Даже то, как он рассказывал о краткосрочной терапии, было парадоксально. Он говаривал, что путь к быстрому изменению долог. Например, если вы добились изменения длительностью в одну секунду при симптоме продолжительностью в сутки, это уже существенный результат. Часто с помощью гипноза он в геометрической прогрессии увеличивал изменение — от одной до двух секунд, от двух до четырех и т.д. Маленькое изменение неминуемо вело к большому. Эриксон часто говорил: “Если вы хотите получить большое изменение, сначала добейтесь малого”.
“Короткая” терапия Эриксона тесно связана с реальной жизнью. Он практиковал терапию здравого смысла, ресурсы для которой черпал в социальном окружении пациента. При этом не имело значения, кем был пациент — парикмахером, продавцом одежды, официантом и т.д. Эриксон знал повседневную жизнь, знал, что такое обычная семья, и понимал, что происходит с детьми на разных этапах взросления. Он был знаком с проблемой старения и на собственном опыте познал боль и болезнь.
Директивная терапия
Традиционно терапевт был недирективным. Считалось неверным указывать человеку, что он должен делать, касалось ли это важных решений или повседневных событий. Существовало наивное предположение, что можно месяцами, даже годами вести беседы с клиентом, при этом ни разу не посоветовав, что конкретно он должен сказать или сделать.

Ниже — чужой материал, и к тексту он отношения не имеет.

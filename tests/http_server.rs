//! End-to-end tests over real sockets: a live server on an ephemeral
//! port, driven with blocking clients.

use std::io::{Read, Write};
use std::net::TcpStream;
use std::sync::{mpsc, Arc};
use std::thread;
use std::time::Duration;

use tzzero::http::{HttpServer, HttpStatusCode};
use tzzero::EventLoop;

struct TestServer {
    event_loop: Arc<EventLoop>,
    server: Arc<HttpServer>,
    port: u16,
    thread: Option<thread::JoinHandle<()>>,
}

impl TestServer {
    fn start() -> TestServer {
        let (tx, rx) = mpsc::channel();
        let thread = thread::spawn(move || {
            let event_loop = EventLoop::new().unwrap();
            let server =
                HttpServer::new(Arc::clone(&event_loop), "127.0.0.1", 0, "test").unwrap();
            server.set_thread_num(1);
            server.set_http_callback(|request, response| match request.path() {
                "/hello" => {
                    response.set_status_code(HttpStatusCode::Ok);
                    response.set_text_content_type();
                    response.set_body("hi");
                }
                "/echo" => {
                    response.set_status_code(HttpStatusCode::Ok);
                    response.set_body(request.body().to_vec());
                }
                _ => {
                    response.set_status_code(HttpStatusCode::NotFound);
                    response.set_body("nope");
                }
            });
            server.start().unwrap();
            tx.send((Arc::clone(&event_loop), Arc::clone(&server)))
                .unwrap();
            event_loop.run();
        });

        let (event_loop, server) = rx.recv().unwrap();

        // The acceptor binds asynchronously on the loop; wait for it.
        let mut port = 0;
        for _ in 0..500 {
            port = server.listen_port();
            if port != 0 {
                break;
            }
            thread::sleep(Duration::from_millis(10));
        }
        assert_ne!(port, 0, "acceptor never bound");

        TestServer {
            event_loop,
            server,
            port,
            thread: Some(thread),
        }
    }

    fn connect(&self) -> TcpStream {
        let stream = TcpStream::connect(("127.0.0.1", self.port)).unwrap();
        stream
            .set_read_timeout(Some(Duration::from_secs(5)))
            .unwrap();
        stream
    }
}

impl Drop for TestServer {
    fn drop(&mut self) {
        self.server.stop();
        self.event_loop.quit();
        if let Some(thread) = self.thread.take() {
            let _ = thread.join();
        }
    }
}

/// Read one response: headers through the blank line, then exactly
/// Content-Length body bytes.
fn read_response(stream: &mut TcpStream) -> (String, Vec<u8>) {
    let mut buf = Vec::new();
    let mut tmp = [0u8; 4096];

    let header_end = loop {
        if let Some(pos) = buf.windows(4).position(|w| w == b"\r\n\r\n") {
            break pos + 4;
        }
        let n = stream.read(&mut tmp).unwrap();
        assert!(n > 0, "connection closed before headers completed");
        buf.extend_from_slice(&tmp[..n]);
    };

    let head = String::from_utf8_lossy(&buf[..header_end]).into_owned();
    let content_length = head
        .lines()
        .find_map(|line| {
            line.to_ascii_lowercase()
                .strip_prefix("content-length:")
                .map(|v| v.trim().parse::<usize>().unwrap())
        })
        .unwrap_or(0);

    let mut body = buf[header_end..].to_vec();
    while body.len() < content_length {
        let n = stream.read(&mut tmp).unwrap();
        assert!(n > 0, "connection closed mid-body");
        body.extend_from_slice(&tmp[..n]);
    }

    (head, body)
}

#[test]
fn get_returns_response_with_synthesized_headers() {
    let server = TestServer::start();
    let mut stream = server.connect();

    stream
        .write_all(b"GET /hello HTTP/1.1\r\nHost: localhost\r\n\r\n")
        .unwrap();

    let (head, body) = read_response(&mut stream);
    assert!(head.starts_with("HTTP/1.1 200 OK\r\n"), "head: {}", head);
    assert!(head.contains("server: TZZeroHTTP/1.0\r\n"));
    assert!(head.contains("connection: keep-alive\r\n"));
    assert!(head.contains("date: "));
    assert_eq!(body, b"hi");
}

#[test]
fn keep_alive_serves_two_requests_on_one_connection() {
    let server = TestServer::start();
    let mut stream = server.connect();

    stream
        .write_all(b"GET /hello HTTP/1.1\r\nHost: localhost\r\n\r\n")
        .unwrap();
    let (head1, body1) = read_response(&mut stream);
    assert!(head1.starts_with("HTTP/1.1 200 OK"));
    assert_eq!(body1, b"hi");

    stream
        .write_all(b"GET /missing HTTP/1.1\r\nHost: localhost\r\n\r\n")
        .unwrap();
    let (head2, body2) = read_response(&mut stream);
    assert!(head2.starts_with("HTTP/1.1 404 Not Found"));
    assert_eq!(body2, b"nope");
}

#[test]
fn connection_close_half_closes_after_response() {
    let server = TestServer::start();
    let mut stream = server.connect();

    stream
        .write_all(b"GET /hello HTTP/1.1\r\nHost: localhost\r\nConnection: close\r\n\r\n")
        .unwrap();

    let mut raw = Vec::new();
    stream.read_to_end(&mut raw).unwrap(); // EOF arrives only on close
    let text = String::from_utf8_lossy(&raw);
    assert!(text.starts_with("HTTP/1.1 200 OK\r\n"));
    assert!(text.contains("connection: close\r\n"));
    assert!(text.ends_with("hi"));
}

#[test]
fn post_body_is_delivered_to_the_handler() {
    let server = TestServer::start();
    let mut stream = server.connect();

    let payload = br#"{"key": "value"}"#;
    let request = format!(
        "POST /echo HTTP/1.1\r\nHost: localhost\r\nContent-Length: {}\r\n\r\n",
        payload.len()
    );
    stream.write_all(request.as_bytes()).unwrap();
    stream.write_all(payload).unwrap();

    let (head, body) = read_response(&mut stream);
    assert!(head.starts_with("HTTP/1.1 200 OK"));
    assert_eq!(body, payload);
}

#[test]
fn fragmented_request_is_reassembled() {
    let server = TestServer::start();
    let mut stream = server.connect();

    stream.write_all(b"GET /hello HTT").unwrap();
    stream.flush().unwrap();
    thread::sleep(Duration::from_millis(50));
    stream
        .write_all(b"P/1.1\r\nHost: local")
        .unwrap();
    thread::sleep(Duration::from_millis(50));
    stream.write_all(b"host\r\n\r\n").unwrap();

    let (head, body) = read_response(&mut stream);
    assert!(head.starts_with("HTTP/1.1 200 OK"));
    assert_eq!(body, b"hi");
}

#[test]
fn malformed_request_line_closes_the_connection() {
    let server = TestServer::start();
    let mut stream = server.connect();

    stream
        .write_all(b"BREW /pot HTTP/1.1\r\nHost: localhost\r\n\r\n")
        .unwrap();

    // Protocol error: the server shuts down without a response.
    let mut raw = Vec::new();
    stream.read_to_end(&mut raw).unwrap();
    assert!(raw.is_empty());
}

Эриксон поступал наоборот. Он утверждал, что изменение возможно, только если терапевт директивен. Он также считал, что все сказанное или сделанное в присутствии клиента несет в себе указание; задача же заключается в том, чтобы делать это умело, а не просто пытаться избежать директивности.
Вовлечение членов семьи
Встречи с родственниками
Эриксон чувствовал себя легко, работая с семьями. Если Фрейд говорил, что не знает, что делать с родственниками своих пациентов, то Эриксон утверждал, что знает. Он на практике определил, что симптомы представляют собой контракты между родственниками, а не просто отражение индивидуальных черт больного. Эриксон порой вовлекал в лечение друзей и сослуживцев своего клиента. Не беспокоясь о поддержании мистических взаимоотношений с пациентом, он рассматривал человека и в его профессиональном, и в социальном окружении.
Подведем итоги. Традиционный терапевт был недирективным консультантом отдельно взятого пациента. Его работа заключалась в создании условий для того, чтобы его клиент мог говорить и самовыражаться. Он не использовал гипноз, не давал указаний, избегал родственников и не опрашивал членов семей. Он не имел дела с конкретными симптомами. Он практически полностью полагался на интерпретации как орудие достижения изменений и в индивидуальной, и в групповой терапии.
По каждому из этих направлений Эриксон предлагал противоположное. Он активно участвовал в жизни своих клиентов, использовал гипноз, давал парадоксальные и прямые директивные указания, вовлекал в терапевтический процесс родственников, не делал интуитивных интерпретаций, не занимался групповой терапией, внушал амнезию и основное внимание уделял симптомам.
Если рассматривать многочисленные современные школы и общую линию развития всей отрасли, видно, что развитие психотерапии все больше сдвигается в сторону эриксоновского подхода. Его методы сейчас повсеместно изучаются и принимаются, тогда как действия его бывших оппонентов постепенно превращаются в анахронизм. Если бы сейчас Эриксону было пятьдесят лет и он был бы в расцвете своего мастерства, я уверен, он стал бы лидером психотерапии. Кому-то может стать грустно от мысли, что Эриксон лет на двадцать опередил свое время и в молодые годы не был оценен по заслугам. Однако, на мой взгляд, лучше думать о том, что именно он помог создать современную терапию. Если бы Эриксон не делал свое дело и не обучал своим методам огромное количество людей, у нас, возможно, не было бы тех идей и возможностей, которые мы имеем сегодня.